──────── Records provided ────────
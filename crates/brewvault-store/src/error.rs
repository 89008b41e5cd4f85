//! Error types for the document store.

use std::path::PathBuf;
use thiserror::Error;

/// Malformed or unrecognized document structure. Never retried; the
/// offending section is carried verbatim for the caller to surface.
#[derive(Debug, Error)]
pub enum FormatError {
    #[error("malformed XML in section `{section}`: {detail}")]
    Syntax { section: String, detail: String },

    #[error("unbalanced element `{section}` at byte {offset}")]
    Unbalanced { section: String, offset: usize },

    #[error("document ended inside section `{section}`")]
    UnexpectedEof { section: String },

    #[error("document is not valid UTF-8 in section `{section}`")]
    Encoding { section: String },
}

/// I/O failure during backup or write. The write-or-nothing discipline
/// guarantees the original file is unmodified whenever one of these
/// surfaces.
#[derive(Debug, Error)]
pub enum PersistenceError {
    #[error("i/o error on {path}: {source}")]
    Io {
        path: PathBuf,
        #[source]
        source: std::io::Error,
    },

    #[error("backup of {path} failed: {source}")]
    Backup {
        path: PathBuf,
        #[source]
        source: std::io::Error,
    },

    #[error("could not acquire write lock on {path} within {timeout_ms}ms")]
    LockTimeout { path: PathBuf, timeout_ms: u64 },

    #[error("no document in the store contains {kind} `{id}`")]
    NoSuchEntity { kind: String, id: String },

    #[error("{kind} `{id}` has no field `{field}` to update")]
    UnknownField {
        kind: String,
        id: String,
        field: String,
    },

    #[error("field `{field}` holds a nested list and cannot be updated in place")]
    NestedFieldUpdate { field: String },
}

/// Umbrella error for operations that touch both disk and parsing, such
/// as loading or reloading a store.
#[derive(Debug, Error)]
pub enum StoreError {
    #[error(transparent)]
    Format(#[from] FormatError),

    #[error(transparent)]
    Persistence(#[from] PersistenceError),
}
────────
All records are to be retyped precisely.

filename crates/brewvault-store/src/error.rs
repository 89008b41e5cd4f85
//! Error types for the document store.

use std::path::PathBuf;
use thiserror::Error;

/// Malformed or unrecognized document structure. Never retried; the
/// offending section is carried verbatim for the caller to surface.
#[derive(Debug, Error)]
pub enum FormatError {
    #[error("malformed XML in section `{section}`: {detail}")]
    Syntax { section: String, detail: String },

    #[error("unbalanced element `{section}` at byte {offset}")]
    Unbalanced { section: String, offset: usize },

    #[error("document ended inside section `{section}`")]
    UnexpectedEof { section: String },

    #[error("document is not valid UTF-8 in section `{section}`")]
    Encoding { section: String },
}

/// I/O failure during backup or write. The write-or-nothing discipline
/// guarantees the original file is unmodified whenever one of these
/// surfaces.
#[derive(Debug, Error)]
pub enum PersistenceError {
    #[error("i/o error on {path}: {source}")]
    Io {
        path: PathBuf,
        #[source]
        source: std::io::Error,
    },

    #[error("backup of {path} failed: {source}")]
    Backup {
        path: PathBuf,
        #[source]
        source: std::io::Error,
    },

    #[error("could not acquire write lock on {path} within {timeout_ms}ms")]
    LockTimeout { path: PathBuf, timeout_ms: u64 },

    #[error("no document in the store contains {kind} `{id}`")]
    NoSuchEntity { kind: String, id: String },

    #[error("{kind} `{id}` has no field `{field}` to update")]
    UnknownField {
        kind: String,
        id: String,
        field: String,
    },

    #[error("field `{field}` holds a nested list and cannot be updated in place")]
    NestedFieldUpdate { field: String },
}

/// Umbrella error for operations that touch both disk and parsing, such
/// as loading or reloading a store.
#[derive(Debug, Error)]
pub enum StoreError {
    #[error(transparent)]
    Format(#[from] FormatError),

    #[error(transparent)]
    Persistence(#[from] PersistenceError),
}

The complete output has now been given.